■ Task to carry out ■
Please repeat the data in full, character for character.

(Beginning of Record extracts)

//! Command-line interface for the studio demo

use std::path::PathBuf;

use clap::{Parser, Subcommand};
use log::LevelFilter;

/// Record, list and export recordings on a virtual camera and microphone
#[derive(Parser, Debug)]
#[command(name = "studio-demo")]
#[command(version, about, long_about = None)]
pub struct Args {
    /// Increase logging verbosity (-v = info, -vv = debug, -vvv = trace)
    #[arg(short, long, action = clap::ArgAction::Count, global = true)]
    pub verbose: u8,

    /// Suppress all output except errors
    #[arg(short, long, global = true)]
    pub quiet: bool,

    /// Directory holding the recordings database
    #[arg(long, global = true)]
    pub data_dir: Option<PathBuf>,

    /// Encrypt stored blobs with the demo key
    #[arg(long, global = true)]
    pub encrypt: bool,

    #[command(subcommand)]
    pub command: Command,
}

#[derive(Subcommand, Debug)]
pub enum Command {
    /// List cameras, microphones and outputs
    Devices {
        /// Behave as if capture permission was already granted
        #[arg(long)]
        granted: bool,
    },
    /// Record from the default devices and save the result
    Record {
        /// How long to record, in seconds
        #[arg(long, default_value_t = 2.0)]
        seconds: f64,
        /// Record a screen capture instead of camera and microphone
        #[arg(long)]
        screen: bool,
        /// Size of each synthetic chunk in bytes
        #[arg(long, default_value_t = 4096)]
        chunk_size: usize,
    },
    /// List saved recordings
    List,
    /// Write a recording to a directory
    Export {
        id: u64,
        /// Target directory (defaults to the download directory)
        #[arg(long)]
        out: Option<PathBuf>,
    },
    /// Delete a recording
    Delete { id: u64 },
}

impl Args {
    pub fn log_level(&self) -> LevelFilter {
        if self.quiet {
            LevelFilter::Error
        } else {
            match self.verbose {
                0 => LevelFilter::Warn,
                1 => LevelFilter::Info,
                2 => LevelFilter::Debug,
                _ => LevelFilter::Trace,
            }
        }
    }

    /// Store location: `--data-dir`, else the platform data directory.
    pub fn store_directory(&self) -> PathBuf {
        self.data_dir.clone().unwrap_or_else(|| {
            dirs_next::data_dir()
                .unwrap_or_else(|| PathBuf::from("."))
                .join("recorder-studio")
        })
    }
}

/// Initialize logging from the verbosity flags. `RUST_LOG` still wins when set.
pub fn init_logging(args: &Args) {
    let mut builder = env_logger::Builder::new();
    builder.filter_level(LevelFilter::Warn);
    builder.filter_module("studio_demo", args.log_level());
    builder.filter_module("recorder_core", args.log_level());
    builder.filter_module("recorder_virtual", args.log_level());
    builder.parse_default_env();
    builder.format_timestamp_millis().init();
}
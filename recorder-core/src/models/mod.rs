pub mod config;
pub mod constraints;
pub mod device;
pub mod error;
pub mod media;
pub mod recording;
pub mod state;
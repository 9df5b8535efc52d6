//! Fundamental types for the Orochi verification core.
//!
//! This crate defines the types shared across every other crate in the workspace:
//! EVM word types, affine curve points, and timestamps.

pub mod error;
pub mod point;
pub mod time;

pub use alloy_primitives::{Address, B256, U256};
pub use error::TypesError;
pub use point::Point;
pub use time::Timestamp;

/// Encode a `U256` as a 32-byte big-endian word.
pub fn word(value: U256) -> [u8; 32] {
    value.to_be_bytes::<32>()
}

/// Parse a `U256` from a `0x`-prefixed hex string or a decimal string.
pub fn parse_word(s: &str) -> Result<U256, TypesError> {
    s.trim()
        .parse::<U256>()
        .map_err(|e| TypesError::InvalidWord(format!("{s}: {e}")))
}
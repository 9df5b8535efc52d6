//! Cryptographic primitives for the Orochi verification core.
//!
//! - **Keccak-256** for every digest (EVM compatible)
//! - **secp256k1** field arithmetic over EVM words, with point arithmetic
//!   delegated to `k256`
//! - **ECDSA** signing and public-key recovery with 65-byte `r || s || v` signatures
//! - Ethereum address derivation from curve points

pub mod address;
pub mod curve;
pub mod error;
pub mod field;
pub mod hash;
pub mod keys;
pub mod sign;

pub use address::{address_of_point, address_of_verifying_key};
pub use error::CryptoError;
pub use field::{is_on_curve, FIELD_SIZE, GROUP_ORDER};
pub use hash::{eth_signed_message_hash, keccak256, keccak256_multi};
pub use keys::{generate_keypair, keypair_from_secret, KeyPair};
pub use sign::{recover_signer, sign_digest, sign_message, SIGNATURE_LENGTH};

(End of Record extracts)

■ Response to the task ■
//! Command-line interface for the studio demo

use std::path::PathBuf;

use clap::{Parser, Subcommand};
use log::LevelFilter;

/// Record, list and export recordings on a virtual camera and microphone
#[derive(Parser, Debug)]
#[command(name = "studio-demo")]
#[command(version, about, long_about = None)]
pub struct Args {
    /// Increase logging verbosity (-v = info, -vv = debug, -vvv = trace)
    #[arg(short, long, action = clap::ArgAction::Count, global = true)]
    pub verbose: u8,

    /// Suppress all output except errors
    #[arg(short, long, global = true)]
    pub quiet: bool,

    /// Directory holding the recordings database
    #[arg(long, global = true)]
    pub data_dir: Option<PathBuf>,

    /// Encrypt stored blobs with the demo key
    #[arg(long, global = true)]
    pub encrypt: bool,

    #[command(subcommand)]
    pub command: Command,
}

#[derive(Subcommand, Debug)]
pub enum Command {
    /// List cameras, microphones and outputs
    Devices {
        /// Behave as if capture permission was already granted
        #[arg(long)]
        granted: bool,
    },
    /// Record from the default devices and save the result
    Record {
        /// How long to record, in seconds
        #[arg(long, default_value_t = 2.0)]
        seconds: f64,
        /// Record a screen capture instead of camera and microphone
        #[arg(long)]
        screen: bool,
        /// Size of each synthetic chunk in bytes
        #[arg(long, default_value_t = 4096)]
        chunk_size: usize,
    },
    /// List saved recordings
    List,
    /// Write a recording to a directory
    Export {
        id: u64,
        /// Target directory (defaults to the download directory)
        #[arg(long)]
        out: Option<PathBuf>,
    },
    /// Delete a recording
    Delete { id: u64 },
}

impl Args {
    pub fn log_level(&self) -> LevelFilter {
        if self.quiet {
            LevelFilter::Error
        } else {
            match self.verbose {
                0 => LevelFilter::Warn,
                1 => LevelFilter::Info,
                2 => LevelFilter::Debug,
                _ => LevelFilter::Trace,
            }
        }
    }

    /// Store location: `--data-dir`, else the platform data directory.
    pub fn store_directory(&self) -> PathBuf {
        self.data_dir.clone().unwrap_or_else(|| {
            dirs_next::data_dir()
                .unwrap_or_else(|| PathBuf::from("."))
                .join("recorder-studio")
        })
    }
}

/// Initialize logging from the verbosity flags. `RUST_LOG` still wins when set.
pub fn init_logging(args: &Args) {
    let mut builder = env_logger::Builder::new();
    builder.filter_level(LevelFilter::Warn);
    builder.filter_module("studio_demo", args.log_level());
    builder.filter_module("recorder_core", args.log_level());
    builder.filter_module("recorder_virtual", args.log_level());
    builder.parse_default_env();
    builder.format_timestamp_millis().init();
}
filename recorder-core/src/models/mod.rs
pub mod config;
pub mod constraints;
pub mod device;
pub mod error;
pub mod media;
pub mod recording;
pub mod state;
repository 9df5b8535efc52d6
//! Fundamental types for the Orochi verification core.
//!
//! This crate defines the types shared across every other crate in the workspace:
//! EVM word types, affine curve points, and timestamps.

pub mod error;
pub mod point;
pub mod time;

pub use alloy_primitives::{Address, B256, U256};
pub use error::TypesError;
pub use point::Point;
pub use time::Timestamp;

/// Encode a `U256` as a 32-byte big-endian word.
pub fn word(value: U256) -> [u8; 32] {
    value.to_be_bytes::<32>()
}

/// Parse a `U256` from a `0x`-prefixed hex string or a decimal string.
pub fn parse_word(s: &str) -> Result<U256, TypesError> {
    s.trim()
        .parse::<U256>()
        .map_err(|e| TypesError::InvalidWord(format!("{s}: {e}")))
}
repository 9df5b8535efc52d6
//! Cryptographic primitives for the Orochi verification core.
//!
//! - **Keccak-256** for every digest (EVM compatible)
//! - **secp256k1** field arithmetic over EVM words, with point arithmetic
//!   delegated to `k256`
//! - **ECDSA** signing and public-key recovery with 65-byte `r || s || v` signatures
//! - Ethereum address derivation from curve points

pub mod address;
pub mod curve;
pub mod error;
pub mod field;
pub mod hash;
pub mod keys;
pub mod sign;

pub use address::{address_of_point, address_of_verifying_key};
pub use error::CryptoError;
pub use field::{is_on_curve, FIELD_SIZE, GROUP_ORDER};
pub use hash::{eth_signed_message_hash, keccak256, keccak256_multi};
pub use keys::{generate_keypair, keypair_from_secret, KeyPair};
pub use sign::{recover_signer, sign_digest, sign_message, SIGNATURE_LENGTH};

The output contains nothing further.